Jefferson Hack: You’ve done something impossible with this book, which is to hold a mirror up to yourself and look beyond the image.

Bono: Narcissism is a part of who we are as writers, whether it’s pop songs or memoirs. Navel-gazing is a mental health hazard. [Laughs] This author certainly got a little bored with the subjects of his own memoir by the end of it. Patti Smith told me that Sonny Mehta, who was the reason I wrote the book, was the most incredible editor and that if he wished to work with me, I should do so. He explained to me that, in a memoir, you will imagine that the most revealing parts of your autobiography will be your descriptions of yourself, but they will not. The most revealing parts of any memoir are your descriptions of others; that’s where we will glimpse you. I’d never heard that.

JH: Was there anything unexpected that happened as a result of putting pen to paper?

B: I wrote the book for a few reasons, but one of them was to prove that everything in your life should be on the canvas, it should be part of the picture as an artist. Your activism, anything you do as a father, partner, hooligan, activist, even your commercial life. You should be looking to achieve a creative life rather than just creative work, they should be the same.

I came up with this word ‘actualist’ – well, I thought I’d made it up and then I found it in the dictionary – when I was trying to explain what I am. It sounded very pretentious, but actually, I just like to get shit done rather than just talk about it.

JH: I love this passage at the start of the book, where you talk about the band as men who met as boys and how there’s a broken promise at the very heart of rock and roll, which is that you can have the world but then the world will have you.

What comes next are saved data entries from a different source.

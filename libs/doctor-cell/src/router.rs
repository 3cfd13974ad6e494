use std::sync::Arc;

use axum::{
    Router,
    routing::{get, post},
};

use shared_database::AppState;

use crate::handlers;

pub fn doctor_routes(state: Arc<AppState>) -> Router {
    Router::new()
        .route("/", post(handlers::create_doctor))
        .route("/{doctor_id}", get(handlers::get_doctor))
        .with_state(state)
}
use axum::http::StatusCode;
use serde_json::json;
use tower::ServiceExt;

use doctor_cell::router::doctor_routes;
use shared_utils::test_utils::{get_request, json_request, read_json, TestClinic};

#[tokio::test]
async fn test_create_doctor_success() {
    let clinic = TestClinic::default();

    let response = doctor_routes(clinic.state.clone())
        .oneshot(json_request("POST", "/", &json!({
            "full_name": "Dr. House",
            "specialization": "Diagnostics"
        })))
        .await
        .unwrap();

    assert_eq!(response.status(), StatusCode::CREATED);
    let body = read_json(response).await;
    assert_eq!(body["full_name"], "Dr. House");
    assert_eq!(body["is_active"], true);
}

#[tokio::test]
async fn test_create_inactive_doctor() {
    let clinic = TestClinic::default();

    let response = doctor_routes(clinic.state.clone())
        .oneshot(json_request("POST", "/", &json!({
            "full_name": "Dr. Retired",
            "specialization": "Surgery",
            "is_active": false
        })))
        .await
        .unwrap();

    assert_eq!(response.status(), StatusCode::CREATED);
    let body = read_json(response).await;
    assert_eq!(body["is_active"], false);
}

#[tokio::test]
async fn test_create_doctor_requires_specialization() {
    let clinic = TestClinic::default();

    let response = doctor_routes(clinic.state.clone())
        .oneshot(json_request("POST", "/", &json!({
            "full_name": "Dr. House",
            "specialization": ""
        })))
        .await
        .unwrap();

    assert_eq!(response.status(), StatusCode::UNPROCESSABLE_ENTITY);
    let body = read_json(response).await;
    assert!(body["error"].as_str().unwrap().contains("specialization"));
}

#[tokio::test]
async fn test_get_doctor() {
    let clinic = TestClinic::default();
    let doctor = clinic.doctor("Dr. Wilson").await;

    let response = doctor_routes(clinic.state.clone())
        .oneshot(get_request(&format!("/{}", doctor.id)))
        .await
        .unwrap();

    assert_eq!(response.status(), StatusCode::OK);
    let body = read_json(response).await;
    assert_eq!(body["full_name"], "Dr. Wilson");
}

#[tokio::test]
async fn test_get_doctor_not_found() {
    let clinic = TestClinic::default();

    let response = doctor_routes(clinic.state.clone())
        .oneshot(get_request("/4242"))
        .await
        .unwrap();

    assert_eq!(response.status(), StatusCode::NOT_FOUND);
    let body = read_json(response).await;
    assert_eq!(body["error"], "Doctor not found");
}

I wonder whether the camaraderie between the four of you, which is something I haven’t witnessed in any other band, has prevented that from happening – or is it just this idea that love – “love is the temple, love is the higher law” [lyric from One] – that has stopped that from happening?

B: It’s a furious love, though it’s a humiliating love at times. You’ve been around the band too and you know that it’s not a lovey-dovey love; it’s not always a warm fuzzy feeling. Jon Pareles said to me once, “You’re very delicate and polite in the extreme around each other. Is that the kind of mood people have in close quarters in a prison where they don’t want the knife fight to break out?“ At times it can be [like] that, and I suppose the U2 story is a social experiment. The U2 story doesn’t make sense, hardly at all, because these people shouldn’t even be in each other’s eyeline, let alone in a school, let alone in a band. So yeah, that at times has created some cultural clashes.

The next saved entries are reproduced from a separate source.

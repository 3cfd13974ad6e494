use std::env;
use std::net::SocketAddr;
use tracing::warn;

const DEFAULT_PORT: u16 = 3000;

/// Which repository implementation backs the API.
#[derive(Debug, Clone, Copy, PartialEq, Eq)]
pub enum StoreBackend {
    Memory,
    Supabase,
}

impl StoreBackend {
    fn parse(value: &str) -> Option<Self> {
        match value.trim().to_ascii_lowercase().as_str() {
            "memory" => Some(Self::Memory),
            "supabase" => Some(Self::Supabase),
            _ => None,
        }
    }
}

#[derive(Debug, Clone)]
pub struct AppConfig {
    pub bind_addr: SocketAddr,
    pub store_backend: StoreBackend,
    pub supabase_url: String,
    pub supabase_anon_key: String,
}

impl Default for AppConfig {
    fn default() -> Self {
        Self {
            bind_addr: SocketAddr::from(([0, 0, 0, 0], DEFAULT_PORT)),
            store_backend: StoreBackend::Memory,
            supabase_url: String::new(),
            supabase_anon_key: String::new(),
        }
    }
}

impl AppConfig {
    pub fn from_env() -> Self {
        let defaults = Self::default();

        let bind_addr = match env::var("CLINIC_BIND_ADDR") {
            Ok(raw) => raw.parse().unwrap_or_else(|_| {
                warn!("CLINIC_BIND_ADDR '{}' is not a socket address, using {}", raw, defaults.bind_addr);
                defaults.bind_addr
            }),
            Err(_) => defaults.bind_addr,
        };

        let store_backend = match env::var("CLINIC_STORE") {
            Ok(raw) => StoreBackend::parse(&raw).unwrap_or_else(|| {
                warn!("CLINIC_STORE '{}' not recognised, using in-memory store", raw);
                StoreBackend::Memory
            }),
            Err(_) => StoreBackend::Memory,
        };

        let config = Self {
            bind_addr,
            store_backend,
            supabase_url: env::var("SUPABASE_URL")
                .unwrap_or_else(|_| {
                    if store_backend == StoreBackend::Supabase {
                        warn!("SUPABASE_URL not set, using empty value");
                    }
                    String::new()
                }),
            supabase_anon_key: env::var("SUPABASE_ANON_PUBLIC_KEY")
                .unwrap_or_else(|_| {
                    if store_backend == StoreBackend::Supabase {
                        warn!("SUPABASE_ANON_PUBLIC_KEY not set, using empty value");
                    }
                    String::new()
                }),
        };

        if config.store_backend == StoreBackend::Supabase && !config.is_configured() {
            warn!("Supabase store selected but not fully configured - missing environment variables");
        }

        config
    }

    /// Whether the Supabase backend has what it needs to connect.
    pub fn is_configured(&self) -> bool {
        !self.supabase_url.is_empty() && !self.supabase_anon_key.is_empty()
    }
}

JH: There are some subtitles in the book like Creeping Privilege and White Messiah Syndrome – why did you feel it necessary to tackle those?

B: Creeping Privilege is a great phrase by Seamus Heaney from From the Republic of Conscience. You try to remember the person who brings you your plate of food in the restaurants or who drives the taxi or whatever it is. You try to remind yourself that you’re in unusual territory, and that you must walk lightly in it. Over the years, you just gather this sense of entitlement and it must be dealt with.

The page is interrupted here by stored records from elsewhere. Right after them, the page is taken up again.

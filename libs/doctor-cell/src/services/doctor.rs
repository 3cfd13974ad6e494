use std::sync::Arc;

use tracing::{debug, info};

use shared_database::ClinicStore;
use shared_models::{Doctor, RecordId};

use crate::models::{CreateDoctorRequest, DoctorError};

pub struct DoctorService {
    store: Arc<dyn ClinicStore>,
}

impl DoctorService {
    pub fn new(store: Arc<dyn ClinicStore>) -> Self {
        Self { store }
    }

    pub async fn create_doctor(&self, request: CreateDoctorRequest) -> Result<Doctor, DoctorError> {
        let new_doctor = request.into_new_doctor()?;
        debug!("Creating doctor profile for: {}", new_doctor.full_name);

        let doctor = self.store
            .insert_doctor(new_doctor)
            .await
            .map_err(|e| DoctorError::DatabaseError(e.to_string()))?;

        info!("Doctor profile created with ID: {} (active: {})", doctor.id, doctor.is_active);
        Ok(doctor)
    }

    pub async fn get_doctor(&self, doctor_id: RecordId) -> Result<Doctor, DoctorError> {
        debug!("Fetching doctor profile: {}", doctor_id);

        self.store
            .get_doctor(doctor_id)
            .await
            .map_err(|e| DoctorError::DatabaseError(e.to_string()))?
            .ok_or(DoctorError::NotFound)
    }
}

White Messiah Syndrome is just so obvious. Any good frontman needs a messianic complex – that goes without saying – but a white messiah complex is really dangerous, especially if you’re campaigning for universal access to Aids drugs, or increased aid flows from G7 countries to the poorest countries on the planet. Because lives are dependent on these resources, you think you’re there helping God across the road like she’s a little old lady. And it’s like, “God, I’m here. I can help. I can help. Yes, I can help.” It’s not that simple.